The Ketogenic, Modified Atkins, and Low Glycemic Diets
Research in the 1930s showed that a diet consisting mostly of fats dramatically reduced the frequency of seizures in many children. The diet was named the ketogenic diet because it caused a metabolic change called ketosis, whereby the body produces ketone bodies by metabalozing of fat and protein. After the introduction of phenytoin (Dilantin®) in 1938, the ketogenic diet fell out of use, but new studies during the past several decades confirm its value. Several highly publicized dramatic succeses with the ketogenic diet in children whose seizures were not controlled with medications or surgery renewed interest and use. However, the diet is not without side effects — from problems with the child’s tolerance for the limited menu to kidney stones, growth retardation, and metabolic disorders. These have led to the use of the modified Atkins and low glycemic (South Beach) diets, which also restrict carbohydrates but allow more protein, thereby increasing tolerability and compliance while also decreasing side effects. Early experience with these less restrictive alternatives to the ketogenic diet suggests that they are effective in some patients.
The Ketogenic Diet
Who is a Candidate?
There are no rules about who is and who is not a candidate for the ketogenic diet. The greatest successes are with children between ages 18 months to 6 years whose seizures cannot be controlled by antiepileptic drugs, especially with Lennox-Gastaut and Doose syndromes, who have atonic, tonic, and myoclonic seizures. However, all types of seizures can improve. The diet’s success depends on the child’s previous diet, adaptability, and motivation. After the age of 3-5 years, children have usually been exposed to foods that they are unwilling to part with. Therefore, older children and adolescents need to be highly motivated to stay on the diet. In sensitive patients, “cheating” by eating even small amounts of additional carbohydrates can lead to loss of seizure control. Due to these issues, many parents are hesitant to use the ketogenic diet because their child is a carbohydrate lover or picky eater who barely eats enough. For children with severe epilepsy, however, the potential benefits of a 1- to 3-month trial outweigh the risks. Although this diet can be used successfully in adults, they usually find the modified Atkins or low glycemic diet more tolerable. Infants who are only fed with formula or children who are only fed with a gastrosomy tube can be easily put on the ketogenic diet.
Starting the Diet
The ketogenic diet is most often used in epilepsy centers for children with uncontrolled seizures. The diet should only be started under the co-direction of a physician and a dietician who are familiar with it. Modifications are often needed to make it more effective or tolerable to individual patients.
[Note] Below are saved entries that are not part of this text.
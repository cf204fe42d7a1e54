//! CLI command implementations.

pub mod config;
pub mod serve;
pub mod ui;
//! Flow-scoped dependency and configuration endpoints.

use std::sync::Arc;

use axum::{
    extract::{Query, State},
    Json,
};
use mockflow_core::MockConfiguration;
use tracing::info;

use crate::types::{ApiState, FlowQuery, SaveAck};

/// Handler for GET /dependencies?flow=<name> - mockable dependency ids.
///
/// A flow with no registered dependencies yields an empty array rather than
/// an error; the view degrades the same way on its side.
pub async fn dependencies_handler(
    State(state): State<Arc<ApiState>>,
    Query(query): Query<FlowQuery>,
) -> Json<Vec<String>> {
    let dependencies = state.dependencies.read().await;
    Json(dependencies.get(&query.flow).cloned().unwrap_or_default())
}

/// Handler for GET /configuration?flow=<name>.
///
/// Returns the stored configuration, or a fresh default for the flow when
/// nothing was saved yet. The view replaces its local default with whatever
/// comes back, so a default body is the correct first-load answer.
pub async fn get_configuration_handler(
    State(state): State<Arc<ApiState>>,
    Query(query): Query<FlowQuery>,
) -> Json<MockConfiguration> {
    let configurations = state.configurations.read().await;
    let config = configurations
        .get(&query.flow)
        .cloned()
        .unwrap_or_else(|| MockConfiguration::for_flow(&query.flow));
    Json(config)
}

/// Handler for POST /configuration - store a configuration keyed by flow name.
pub async fn save_configuration_handler(
    State(state): State<Arc<ApiState>>,
    Json(config): Json<MockConfiguration>,
) -> Json<SaveAck> {
    let flow_name = config.flow_name.clone();
    info!(
        flow = %flow_name,
        mocked_entities = config.entities_to_mock.len(),
        db_mocked = config.is_db_mocked,
        "storing configuration"
    );

    let mut configurations = state.configurations.write().await;
    configurations.insert(flow_name.clone(), config);

    Json(SaveAck {
        saved: true,
        flow_name,
    })
}
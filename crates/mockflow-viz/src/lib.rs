//! egui desktop view for editing Mockflow configurations.
//!
//! The view fetches a flow's dependency graph, its mockable dependency list
//! and any stored configuration on startup, renders the graph on a canvas,
//! and lets the user toggle which dependencies to mock before saving the
//! configuration back to the server.

mod api;
mod app;
mod render;
mod state;

pub use api::{ApiClient, ClientError, FetchEvent, SaveAck};
pub use app::FlowMockApp;
pub use state::{SaveStatus, ViewState};
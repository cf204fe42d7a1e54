//! Integration tests for the Mockflow REST API.
//!
//! These tests verify the endpoints the configuration view consumes, plus
//! the test-only cart mock route.
//!
//! Run with: `cargo test --package mockflow-api --test api_integration`

use axum::{
    body::Body,
    http::{Method, Request, StatusCode},
    Router,
};
use http_body_util::BodyExt;
use serde_json::{json, Value};
use tower::ServiceExt;

use mockflow_api::{create_api_router, create_sample_state, mock_handlers, SAMPLE_FLOW};

/// Create a test router pre-populated with the sample flow.
fn create_test_router() -> Router {
    create_api_router(create_sample_state())
}

/// Helper to make a GET request.
async fn get(router: &Router, uri: &str) -> (StatusCode, Value) {
    let request = Request::builder()
        .method(Method::GET)
        .uri(uri)
        .body(Body::empty())
        .unwrap();

    let response = router.clone().oneshot(request).await.unwrap();
    let status = response.status();

    let body = response.into_body().collect().await.unwrap().to_bytes();
    let json: Value = serde_json::from_slice(&body).unwrap_or(json!(null));

    (status, json)
}

/// Helper to make a POST request with JSON body.
async fn post(router: &Router, uri: &str, body: Value) -> (StatusCode, Value) {
    let request = Request::builder()
        .method(Method::POST)
        .uri(uri)
        .header("Content-Type", "application/json")
        .body(Body::from(serde_json::to_string(&body).unwrap()))
        .unwrap();

    let response = router.clone().oneshot(request).await.unwrap();
    let status = response.status();

    let body = response.into_body().collect().await.unwrap().to_bytes();
    let json: Value = serde_json::from_slice(&body).unwrap_or(json!(null));

    (status, json)
}

// =============================================================================
// Graph Endpoint Tests
// =============================================================================

#[tokio::test]
async fn test_graph_returns_bare_array_of_trees() {
    let router = create_test_router();
    let (status, body) = get(&router, "/graph").await;

    assert_eq!(status, StatusCode::OK);
    let trees = body.as_array().expect("graph payload must be an array");
    assert_eq!(trees.len(), 1);
    assert_eq!(trees[0]["function"], "checkout");
    assert!(trees[0]["children"].is_array());
}

#[tokio::test]
async fn test_graph_is_empty_array_when_no_flows_configured() {
    let state = mockflow_api::create_api_state(Vec::new(), Default::default());
    let router = create_api_router(state);
    let (status, body) = get(&router, "/graph").await;

    assert_eq!(status, StatusCode::OK);
    assert_eq!(body, json!([]));
}

// =============================================================================
// Dependencies Endpoint Tests
// =============================================================================

#[tokio::test]
async fn test_dependencies_scoped_to_flow() {
    let router = create_test_router();
    let (status, body) = get(&router, &format!("/dependencies?flow={SAMPLE_FLOW}")).await;

    assert_eq!(status, StatusCode::OK);
    let deps = body.as_array().unwrap();
    assert!(deps.contains(&json!("payment_gateway")));
    assert!(deps.contains(&json!("inventory_service")));
}

#[tokio::test]
async fn test_dependencies_unknown_flow_yields_empty_array() {
    let router = create_test_router();
    let (status, body) = get(&router, "/dependencies?flow=no_such_flow").await;

    assert_eq!(status, StatusCode::OK);
    assert_eq!(body, json!([]));
}

#[tokio::test]
async fn test_dependencies_missing_flow_param_is_rejected() {
    let router = create_test_router();
    let (status, _) = get(&router, "/dependencies").await;

    assert_eq!(status, StatusCode::BAD_REQUEST);
}

// =============================================================================
// Configuration Endpoint Tests
// =============================================================================

#[tokio::test]
async fn test_configuration_defaults_for_unsaved_flow() {
    let router = create_test_router();
    let (status, body) = get(&router, &format!("/configuration?flow={SAMPLE_FLOW}")).await;

    assert_eq!(status, StatusCode::OK);
    assert_eq!(body["flow_name"], SAMPLE_FLOW);
    assert_eq!(body["entities_to_mock"], json!([]));
    assert_eq!(body["is_db_mocked"], false);
}

#[tokio::test]
async fn test_configuration_save_then_load_round_trip() {
    let router = create_test_router();

    let config = json!({
        "flow_name": SAMPLE_FLOW,
        "entities_to_mock": ["payment_gateway", "fraud_check"],
        "is_db_mocked": true,
        "db_credentials": { "username": "svc", "password": "secret" }
    });

    let (status, ack) = post(&router, "/configuration", config.clone()).await;
    assert_eq!(status, StatusCode::OK);
    assert_eq!(ack["saved"], true);
    assert_eq!(ack["flow_name"], SAMPLE_FLOW);

    let (status, body) = get(&router, &format!("/configuration?flow={SAMPLE_FLOW}")).await;
    assert_eq!(status, StatusCode::OK);
    assert_eq!(body, config);
}

#[tokio::test]
async fn test_configuration_save_overwrites_previous() {
    let router = create_test_router();

    let first = json!({
        "flow_name": SAMPLE_FLOW,
        "entities_to_mock": ["payment_gateway"],
        "is_db_mocked": false,
        "db_credentials": { "username": "", "password": "" }
    });
    let second = json!({
        "flow_name": SAMPLE_FLOW,
        "entities_to_mock": [],
        "is_db_mocked": true,
        "db_credentials": { "username": "", "password": "" }
    });

    post(&router, "/configuration", first).await;
    post(&router, "/configuration", second.clone()).await;

    let (_, body) = get(&router, &format!("/configuration?flow={SAMPLE_FLOW}")).await;
    assert_eq!(body, second);
}

#[tokio::test]
async fn test_configuration_malformed_body_is_rejected() {
    let router = create_test_router();
    let (status, _) = post(&router, "/configuration", json!({ "flow_name": 42 })).await;

    assert_eq!(status, StatusCode::UNPROCESSABLE_ENTITY);
}

// =============================================================================
// Health Endpoint Tests
// =============================================================================

#[tokio::test]
async fn test_health_reports_node_and_edge_counts() {
    let router = create_test_router();
    let (status, body) = get(&router, "/health").await;

    assert_eq!(status, StatusCode::OK);
    assert_eq!(body["status"], "ok");
    // Sample tree: checkout + 3 stages + 4 leaf dependencies = 8 nodes.
    assert_eq!(body["nodes"], 8);
    assert_eq!(body["edges"], 7);
}

// =============================================================================
// Mock Handler Tests
// =============================================================================

#[tokio::test]
async fn test_cart_mock_returns_canned_payload() {
    let router = mock_handlers();
    let (status, body) = post(&router, "/carts/42", json!({ "items": [1, 2, 3] })).await;

    assert_eq!(status, StatusCode::OK);
    assert_eq!(body, json!(["Laptop", "Phone"]));
}

#[tokio::test]
async fn test_cart_mock_accepts_non_utf8_body() {
    let router = mock_handlers();
    let request = Request::builder()
        .method(Method::POST)
        .uri("/carts/42")
        .header("Content-Type", "application/octet-stream")
        .body(Body::from(vec![0xff, 0xfe, 0x00, 0x01]))
        .unwrap();

    let response = router.oneshot(request).await.unwrap();
    assert_eq!(response.status(), StatusCode::OK);

    let body = response.into_body().collect().await.unwrap().to_bytes();
    let payload: Value = serde_json::from_slice(&body).unwrap();
    assert_eq!(payload, json!(["Laptop", "Phone"]));
}

#[tokio::test]
async fn test_cart_mock_ignores_cart_id_and_body() {
    let router = mock_handlers();

    for (id, body) in [
        ("1", json!({})),
        ("abc-def", json!("anything")),
        ("999999", json!(null)),
    ] {
        let (status, payload) = post(&router, &format!("/carts/{id}"), body).await;
        assert_eq!(status, StatusCode::OK);
        assert_eq!(payload, json!(["Laptop", "Phone"]));
    }
}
Traditionally (the “Johns Hopkins” approach), the diet is started in the hospital to ensure close supervision and safety During the first 24-48 hours, there is no food and fluids are limited. This initial period of starvation lowers the child’s blood sugar. If the fall in blood sugar is too great, the child may become pale, sweaty, tremulous, irritable, confused, and unresponsive, or may vomit or even have seizures. In such cases, the child requires sugar or other carbohydrate supplementation to prevent more serious side effects. If not monitored closely fluid restriction may result in dehydration. After starvation, the ketones in the blood and urine rise, and ketogenic food is gradually introduced: one third of the diet on the following day, two thirds the next day, and then the full diet.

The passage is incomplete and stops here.